Industri otomotif Indonesia menghadapi tantangan besar memasuki tahun 2025 seiring dengan berlakunya tarif Pajak Pertambahan Nilai (PPN) sebesar 12% yang resmi diterapkan mulai 1 Januari 2025. Kebijakan ini menjangkau sejumlah barang mewah, termasuk kendaraan bermotor, dan diperkirakan akan memberikan dampak signifikan terhadap penjualan dan pertumbuhan sektor otomotif.

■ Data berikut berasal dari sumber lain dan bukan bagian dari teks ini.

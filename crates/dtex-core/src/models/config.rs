//! Configuration structures for the consolidation pipeline.

use serde::{Deserialize, Serialize};

use super::dataset::Column;
use super::invoice::{DTE_NUMBER_NOT_FOUND, UNIDENTIFIED_ISSUER};
use crate::error::{DtexError, Result};
use crate::export::ExportFormat;

/// Main configuration for the dtex pipeline.
#[derive(Debug, Clone, Default, PartialEq, Serialize, Deserialize)]
#[serde(default)]
pub struct DtexConfig {
    /// Header extraction configuration.
    pub extraction: ExtractionConfig,

    /// Table reconciliation rules.
    pub tables: TableRules,

    /// Batch source configuration.
    pub source: SourceConfig,

    /// Export configuration.
    pub export: ExportConfig,
}

/// Header extraction configuration.
#[derive(Debug, Clone, PartialEq, Serialize, Deserialize)]
#[serde(default)]
pub struct ExtractionConfig {
    /// Line marker whose preceding line holds the issuer name.
    pub issuer_marker: String,

    /// Issuer name used when the marker is not found.
    pub unidentified_issuer: String,

    /// DTE number used when the document carries none.
    pub missing_dte_number: String,
}

impl Default for ExtractionConfig {
    fn default() -> Self {
        Self {
            issuer_marker: "Nit Emisor:".to_string(),
            unidentified_issuer: UNIDENTIFIED_ISSUER.to_string(),
            missing_dte_number: DTE_NUMBER_NOT_FOUND.to_string(),
        }
    }
}

/// Renames a raw column, identified by its synthesized or printed name, to a
/// canonical column.
///
/// Templates that leave the tax-amount header blank produce `Col_8` for the
/// ninth raw column; other templates can supply their own mapping.
#[derive(Debug, Clone, PartialEq, Eq, Serialize, Deserialize)]
pub struct PositionalRename {
    pub source: String,
    pub target: Column,
}

/// Rules that recognize and reconcile line-item tables.
#[derive(Debug, Clone, PartialEq, Serialize, Deserialize)]
#[serde(default)]
pub struct TableRules {
    /// A table is a line-item table only if some column name contains this.
    pub signature: String,

    /// Lowercase keywords identifying the unit-price column.
    pub unit_price_keywords: Vec<String>,

    /// Columns coerced to numbers.
    pub numeric_columns: Vec<Column>,

    /// Applied after header fields are prepended.
    pub positional_renames: Vec<PositionalRename>,
}

impl Default for TableRules {
    fn default() -> Self {
        Self {
            signature: "Cantidad".to_string(),
            unit_price_keywords: vec![
                "unitario".to_string(),
                "valor".to_string(),
                "precio".to_string(),
            ],
            numeric_columns: vec![Column::PrecioUnitario, Column::Descuentos],
            positional_renames: vec![PositionalRename {
                source: "Col_8".to_string(),
                target: Column::MontoIva,
            }],
        }
    }
}

/// Batch source configuration.
#[derive(Debug, Clone, PartialEq, Serialize, Deserialize)]
#[serde(default)]
pub struct SourceConfig {
    /// Case-insensitive file name suffix of documents.
    pub document_suffix: String,

    /// Archive entries larger than this are skipped.
    pub max_entry_size: u64,
}

impl Default for SourceConfig {
    fn default() -> Self {
        Self {
            document_suffix: ".pdf".to_string(),
            max_entry_size: 100_000_000,
        }
    }
}

/// Export configuration.
#[derive(Debug, Clone, PartialEq, Serialize, Deserialize)]
#[serde(default)]
pub struct ExportConfig {
    /// Format used when none is given on the command line.
    pub format: ExportFormat,

    /// Output file stem used when none is given.
    pub file_stem: String,

    /// Worksheet name in the xlsx export.
    pub sheet_name: String,

    /// Field delimiter of the csv export; must be ASCII.
    pub csv_delimiter: char,
}

impl Default for ExportConfig {
    fn default() -> Self {
        Self {
            format: ExportFormat::Xlsx,
            file_stem: "facturas_consolidadas".to_string(),
            sheet_name: "Facturas".to_string(),
            csv_delimiter: ',',
        }
    }
}

impl DtexConfig {
    /// Load configuration from a JSON file.
    pub fn from_file(path: &std::path::Path) -> Result<Self> {
        let content = std::fs::read_to_string(path)?;
        serde_json::from_str(&content).map_err(|e| DtexError::Config(e.to_string()))
    }

    /// Save configuration to a JSON file.
    pub fn save(&self, path: &std::path::Path) -> Result<()> {
        let content =
            serde_json::to_string_pretty(self).map_err(|e| DtexError::Config(e.to_string()))?;
        std::fs::write(path, content)?;
        Ok(())
    }
}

Gabungan Industri Kendaraan Bermotor Indonesia (Gaikindo) telah merevisi target penjualan mobil akibat penurunan performa pasar yang terlihat sepanjang 2024. Dari target awal 1,1 juta unit, kini target tersebut diturunkan menjadi 850.000 unit. Ketua I Gaikindo, Jongkie Sugiarto, mengungkapkan kekhawatirannya terkait dampak kenaikan PPN 12% yang ditambah dengan kebijakan opsen pajak dan kenaikan upah minimum provinsi (UMP) sebesar 6,5% di tahun yang sama. Ia menyebutkan, “Kami perkirakan akan semakin sulit untuk mendapatkan angka-angka penjualan yang baik.”
Kondisi penjualan mobil di Indonesia pada 2024 menunjukkan tren negatif. Sepanjang Januari hingga November 2024, penjualan mobil secara wholesales tercatat mencapai 784.788 unit, turun 14,7% dibandingkan periode yang sama tahun lalu. Penjualan ritel juga mengalami penurunan 11,2%, menjadikan angka total penjualan pada periode ini menjadi 806.721 unit.

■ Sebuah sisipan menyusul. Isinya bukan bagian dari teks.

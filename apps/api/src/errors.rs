use axum::{
    http::StatusCode,
    response::{IntoResponse, Response},
    Json,
};
use serde_json::json;
use thiserror::Error;

use crate::llm_client::LlmError;
use crate::retrieval::RetrievalError;

/// Application-level error type.
/// Implements `IntoResponse` so Axum handlers can return `Result<T, AppError>`.
#[derive(Debug, Error)]
pub enum AppError {
    #[error("Validation error: {0}")]
    Validation(String),

    #[error("LLM error: {0}")]
    Llm(#[from] LlmError),

    #[error("Retrieval error: {0}")]
    Retrieval(#[from] RetrievalError),

    #[error("Retrieval service is not configured")]
    RetrievalUnavailable,

    #[error("Internal server error: {0}")]
    Internal(#[from] anyhow::Error),
}

impl IntoResponse for AppError {
    fn into_response(self) -> Response {
        let (status, code, message) = match &self {
            AppError::Validation(msg) => (StatusCode::BAD_REQUEST, "VALIDATION_ERROR", msg.clone()),
            AppError::Llm(e) => {
                tracing::error!("LLM error: {e}");
                (
                    StatusCode::BAD_GATEWAY,
                    "LLM_ERROR",
                    "The text generation provider failed".to_string(),
                )
            }
            AppError::Retrieval(e) => {
                tracing::error!("Retrieval error: {e}");
                (
                    StatusCode::BAD_GATEWAY,
                    "RETRIEVAL_ERROR",
                    "The context retrieval provider failed".to_string(),
                )
            }
            AppError::RetrievalUnavailable => (
                StatusCode::SERVICE_UNAVAILABLE,
                "RETRIEVAL_UNAVAILABLE",
                "Context retrieval is not configured on this server".to_string(),
            ),
            AppError::Internal(e) => {
                tracing::error!("Internal error: {e:?}");
                (
                    StatusCode::INTERNAL_SERVER_ERROR,
                    "INTERNAL_ERROR",
                    "An internal server error occurred".to_string(),
                )
            }
        };

        let body = Json(json!({
            "error": {
                "code": code,
                "message": message
            }
        }));

        (status, body).into_response()
    }
}

#[cfg(test)]
mod tests {
    use super::*;

    #[test]
    fn test_status_codes() {
        let cases = [
            (AppError::Validation("x".into()), StatusCode::BAD_REQUEST),
            (AppError::Llm(LlmError::EmptyContent), StatusCode::BAD_GATEWAY),
            (
                AppError::Retrieval(RetrievalError::Status {
                    status: 500,
                    body: "boom".into(),
                }),
                StatusCode::BAD_GATEWAY,
            ),
            (AppError::RetrievalUnavailable, StatusCode::SERVICE_UNAVAILABLE),
            (
                AppError::Internal(anyhow::anyhow!("x")),
                StatusCode::INTERNAL_SERVER_ERROR,
            ),
        ];

        for (err, expected) in cases {
            assert_eq!(err.into_response().status(), expected);
        }
    }

    #[tokio::test]
    async fn test_provider_details_are_not_exposed() {
        let err = AppError::Llm(LlmError::Api {
            status: 401,
            message: "invalid key sk-secret".into(),
        });

        let response = err.into_response();
        let bytes = axum::body::to_bytes(response.into_body(), usize::MAX)
            .await
            .unwrap();
        let body: serde_json::Value = serde_json::from_slice(&bytes).unwrap();

        assert_eq!(body["error"]["code"], "LLM_ERROR");
        assert!(!body.to_string().contains("sk-secret"));
    }
}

Kenaikan berbagai pungutan pajak, termasuk Pajak Kendaraan Bermotor (PKB) dan Bea Balik Nama Kendaraan Bermotor (BBNKB), menjadi penyebab lain yang menambah beban konsumen. Pakar otomotif dari Institut Teknologi Bandung (ITB), Yannes Martinus, menjelaskan bahwa kenaikan PPN, UMP, dan berbagai biaya lainnya berpotensi menaikkan harga mobil hingga 9%. Hal ini dapat membuat kendaraan lebih sulit dijangkau oleh konsumen, terutama bagi mereka yang penghasilan tetapnya belum mengalami peningkatan.
Badan Pusat Statistik (BPS) melaporkan penurunan jumlah masyarakat kelas menengah, yang tercatat menjadi 47,85 juta pada 2024, dibandingkan angka 57,33 juta pada 2019. Penurunan ini berkontribusi terhadap proyeksi penjualan yang kurang optimis. Yannes menyatakan bahwa tanpa adanya kebangkitan ekonomi yang nyata, proyeksi penjualan mobil pada tahun 2025 bisa turun hingga 30%, yang setara dengan penjualan sekitar 500.000 unit—sebuah angka yang mengingatkan pada masa-masa sulit saat pandemi Covid-19.
Dengan berbagai faktor yang membebani industri otomotif, termasuk perubahan kebijakan pajak dan kondisi ekonomi, masa depan pasar otomotif di Indonesia tampak semakin menantang menjelang 2025. Para pelaku industri dan konsumen harus bersiap menghadapi dampak dari kebijakan baru ini, sembari mengawasi perkembangan yang akan datang untuk menemukan solusi dalam menghadapi tantangan yang ada.